Your role, when your puppy arrives, is not to morph into another mother dog. People don’t get it right. They don’t heed to the puppy license, unjustly pin or scruff-shake for the slightest infractions or mistakes that are not the pup’s fault. Humans often do stifle curiosity and confidence, and create a dog that is suspicious, skittish and anxious.
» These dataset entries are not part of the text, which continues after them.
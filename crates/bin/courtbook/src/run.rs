//! One reservation run: login, orchestrated attempts, wrap-up.

use std::error::Error;
use std::future::Future;

use courtbook_adapter_virtual::VirtualClubSite;
use courtbook_adapter_webdriver::WebDriverPage;
use courtbook_app::ports::{Clock, Page};
use courtbook_app::services::clock_gate::GateConfig;
use courtbook_app::services::orchestrator::AttemptOrchestrator;
use courtbook_app::services::reservation::AttemptTimeouts;
use courtbook_app::services::session::{self, Credentials};
use courtbook_domain::attempt::RunOutcome;
use courtbook_domain::error::CourtBookError;
use courtbook_domain::request::{DurationPlan, ReservationRequest};
use courtbook_domain::run_log::RunLog;

/// Everything a run needs besides the page and the mailer.
#[derive(Debug, Clone)]
pub struct RunSettings {
    pub base_url: String,
    pub credentials: Credentials,
    pub durations: DurationPlan,
    pub gate: GateConfig,
    pub timeouts: AttemptTimeouts,
    pub test_mode: bool,
}

/// A browser session the run drives as its page, closed once the run is over.
pub trait BrowserSession: Page + Sized {
    /// End the session.
    fn close(self) -> impl Future<Output = Result<(), CourtBookError>> + Send;
}

impl BrowserSession for WebDriverPage {
    async fn close(self) -> Result<(), CourtBookError> {
        Ok(WebDriverPage::close(self).await?)
    }
}

impl BrowserSession for VirtualClubSite {
    async fn close(self) -> Result<(), CourtBookError> {
        tracing::info!(bookings = self.bookings().len(), "virtual site closed");
        Ok(())
    }
}

/// A reservation run bound to today's request.
pub struct ReservationRun<C> {
    clock: C,
    orchestrator: AttemptOrchestrator<C>,
    request: ReservationRequest,
    base_url: String,
    credentials: Credentials,
    timeouts: AttemptTimeouts,
}

impl<C: Clock + Clone> ReservationRun<C> {
    /// Build today's request: target date a week out, preferred times from
    /// today's weekday.
    pub fn new(clock: C, settings: RunSettings) -> Self {
        let orchestrator =
            AttemptOrchestrator::new(clock.clone(), settings.gate, settings.timeouts);
        let request = ReservationRequest::for_today(
            orchestrator.gate().today(),
            settings.durations,
            settings.test_mode,
        );
        Self {
            clock,
            orchestrator,
            request,
            base_url: settings.base_url,
            credentials: settings.credentials,
            timeouts: settings.timeouts,
        }
    }

    #[must_use]
    pub fn request(&self) -> &ReservationRequest {
        &self.request
    }

    /// Empty run log reading in the club's timezone.
    #[must_use]
    pub fn new_log(&self) -> RunLog {
        RunLog::in_zone(self.orchestrator.gate().timezone())
    }

    /// Log in, run the attempts and log out if nothing was booked (a booking
    /// logs out on its own).
    ///
    /// A failed log out is only a warning: the outcome is already known.
    ///
    /// # Errors
    ///
    /// Any mandatory driver step failing aborts the run.
    #[tracing::instrument(skip_all, fields(run_id = %log.run_id(), target_date = %self.request.target_date))]
    pub async fn execute<P: Page>(
        &self,
        page: &P,
        log: &mut RunLog,
    ) -> Result<RunOutcome, CourtBookError> {
        session::login(page, &self.base_url, &self.credentials).await?;
        let outcome = self.orchestrator.run(page, &self.request, log).await?;
        if !outcome.is_success() {
            if let Err(err) = session::logout(page, self.timeouts.dismiss).await {
                tracing::warn!(error = %error_chain(&err), "failed to log out");
            }
        }
        Ok(outcome)
    }

    /// [`execute`](Self::execute) on `session`, then close it on every path.
    ///
    /// # Errors
    ///
    /// Same as [`execute`](Self::execute); a failed close is only logged.
    pub async fn execute_in<S: BrowserSession>(
        &self,
        session: S,
        log: &mut RunLog,
    ) -> Result<RunOutcome, CourtBookError> {
        let result = self.execute(&session, log).await;
        if let Err(err) = session.close().await {
            tracing::warn!(error = %error_chain(&err), "failed to close browser session");
        }
        result
    }

    /// Record how the run ended and tell whether a court was booked.
    pub fn conclude(
        &self,
        result: &Result<RunOutcome, CourtBookError>,
        log: &mut RunLog,
    ) -> bool {
        match result {
            Ok(outcome) => {
                let booked = outcome.booked();
                tracing::info!(
                    attempts = outcome.attempts().len(),
                    success = outcome.is_success(),
                    booked_minutes = booked.map(|a| a.duration_minutes),
                    "run finished"
                );
                booked.is_some()
            }
            Err(err) => {
                let message = format!("Run aborted: {}", error_chain(err));
                tracing::error!(error = ?err, "run aborted");
                log.record(self.clock.now(), message);
                false
            }
        }
    }
}

/// `err` followed by its sources, `": "`-separated.
#[must_use]
pub fn error_chain(err: &dyn Error) -> String {
    let mut text = err.to_string();
    let mut source = err.source();
    while let Some(cause) = source {
        text.push_str(": ");
        text.push_str(&cause.to_string());
        source = cause.source();
    }
    text
}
I, as a human, stay away from getting physical, but do follow mom-dog’s lead in one aspect: denying a rude pup something she wants. Not food, but social attention and inclusion, another crucially important resource. Dr. Ian Dunbar recommends stepping out of the pup’s playpen with the word “bully”. Even very briefly withholding social attention - the pup should get another chance to play “nicely” right away - has a great impact and will teach an uninhibited one self-control quickly. I love it, and you can do that at home and leave corrections to a wise “grey muzzle”. Hopefully you know one. If you do, trust him in his judgment and execution, even if the puppy yelps. Likely she deserved it. Like Turid Rugaas says, dogs know best, provided they are socially normal.